La gimnasia rumana tiene un antes y un después a partir de Nadia Comaneci, la gimnasta que se dio a conocer cuando a sus 14 años consiguió la calificación perfecta, es por ello que es reconocida como la mejor gimnasta de todos los tiempos. Pero no sólo por eso, durante su trayectoria consiguió nueve medallas olímpicas, cuatro medallas del campeonato mundial y 12 medallas en campeonatos europeos

Parecía muy difícil sobrepasar lo que Comaneci había logrado, pero alguien lo hizo, y fue justo una rumana. Se trata de Catalina Ponor, una mujer de 29 años que puede presumir de tener una medalla más que Comaneci y de ser la última gran estrella de su país.

Apenas en abril de 2017, Ponor hizo historia al colgarse la presea número 13 en campeonatos europeos, lo que significó tener una medalla más que su compatriota, pues Comaneci se quedó con 12 metales.

No hubo recelo, de hecho y como muestra de éxito, la misma Comaneci fue la encargada de entregarle la medalla de oro, entre sonrisas y un fuerte abrazo, pero esto no ha sido lo único que Ponor hizo por su país en los últimos años, de hecho ella sola se encargó de defender a su patria.

Ponor dio la cara por Rumania en Río 2016, ya que la nación europea no pudo clasificar a su equipo de gimnasia. El país rumano perdió su posición entre la élite de la gimnasia después de una mala actuación en los Campeonatos del Mundo de 2015. Ponor, quien salió de su retiro solamente para tratar de ayudar al equipo a calificar, se ganó su puesto como único competidor individual del país.
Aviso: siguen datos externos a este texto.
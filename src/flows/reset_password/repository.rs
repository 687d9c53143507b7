use std::rc::Rc;

use crate::api::{ApiClient, ApiError, NewPasswordRequest, RedirectReply};

use super::utils::ResetPasswordForm;

#[derive(Clone)]
pub struct ResetPasswordRepository {
    client: Rc<ApiClient>,
}

impl ResetPasswordRepository {
    pub fn new_with_client(client: Rc<ApiClient>) -> Self {
        Self { client }
    }

    pub async fn set_new_password(
        &self,
        form: &ResetPasswordForm,
    ) -> Result<RedirectReply, ApiError> {
        self.client
            .forgot_new_password(&NewPasswordRequest {
                token: form.token.clone(),
                password: form.password.clone(),
                password_confirm: form.password_confirm.clone(),
            })
            .await
    }
}
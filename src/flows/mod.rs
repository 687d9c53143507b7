//! Concrete flows: each directory pairs a repository (API wrapper) with a
//! view model that binds the shared verification machine to one page.

pub mod forgot_password;
pub mod login;
pub mod register;
pub mod reset_password;
pub mod security;
pub mod client;
pub mod types;

pub use client::*;
pub use types::*;
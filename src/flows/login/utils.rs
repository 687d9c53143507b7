use rust_i18n::t;

#[derive(Debug, Clone, Default)]
pub struct LoginForm {
    pub email: String,
    pub password: String,
}

/// Presence checks only. The password policy applies when a password is
/// set, never when one is used.
pub fn validate_credentials(form: &LoginForm) -> Result<(), Vec<String>> {
    let mut problems = Vec::new();
    if form.email.trim().is_empty() {
        problems.push(t!("email_required").to_string());
    }
    if form.password.is_empty() {
        problems.push(t!("password_empty").to_string());
    }
    if problems.is_empty() {
        Ok(())
    } else {
        Err(problems)
    }
}

#[cfg(all(test, not(target_arch = "wasm32")))]
mod host_tests {
    use super::*;

    #[test]
    fn both_fields_are_required() {
        rust_i18n::set_locale("en");
        let problems = validate_credentials(&LoginForm::default()).unwrap_err();
        assert_eq!(problems.len(), 2);
    }

    #[test]
    fn whitespace_email_counts_as_missing_but_password_is_taken_verbatim() {
        rust_i18n::set_locale("en");
        let form = LoginForm {
            email: "   ".into(),
            password: " ".into(),
        };
        let problems = validate_credentials(&form).unwrap_err();
        assert_eq!(problems, vec!["Email is required".to_string()]);
    }

    #[test]
    fn weak_password_is_fine_for_login() {
        let form = LoginForm {
            email: "a@b.com".into(),
            password: "pw".into(),
        };
        assert!(validate_credentials(&form).is_ok());
    }
}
Sin un equipo a lado, Catalina emprendió el viaje a Brasil para presentarse sola, pero no lo vio como una desventaja, al contrario, se quitó presión. “Me quitó un poco de presión porque no tengo que llevar un equipo. Si cometo errores yo misma, está en mis manos. Si no hago nada, es mi culpa”, comentó previo al evento.

Con orgullo portó la bandera rumana en la inauguración, de hecho se convirtió en la primera gimnasta en hacerlo. Y aunque no consiguió una medalla, pudo ubicarse en la séptima posición de su última participación olímpica. Meses después, Ponor se presentó en México para participar en el Abierto de Gimnasia Usana, y ahí consiguió el primer lugar.

Finalmente, la última gran estrella de la gimnasia rumana anunció su retiro al finalizar el Campeonato Mundial de Gimnasia Artística de 2017, en Montreal. Sin embargo, se Catalina tendrá una última competencia, ya que se despedirá oficialmente en el marco del Abierto de Gimnasia 2017 en México.

Durante su carrera, Catalina Ponor ganó 23 medallas olímpicas, mundiales y europeas. Más de la mitad de las preseas fueron doradas y buscará una más en el Gimnasio Olímpico Juan de la Barrera los días 25 y 26 de noviembre.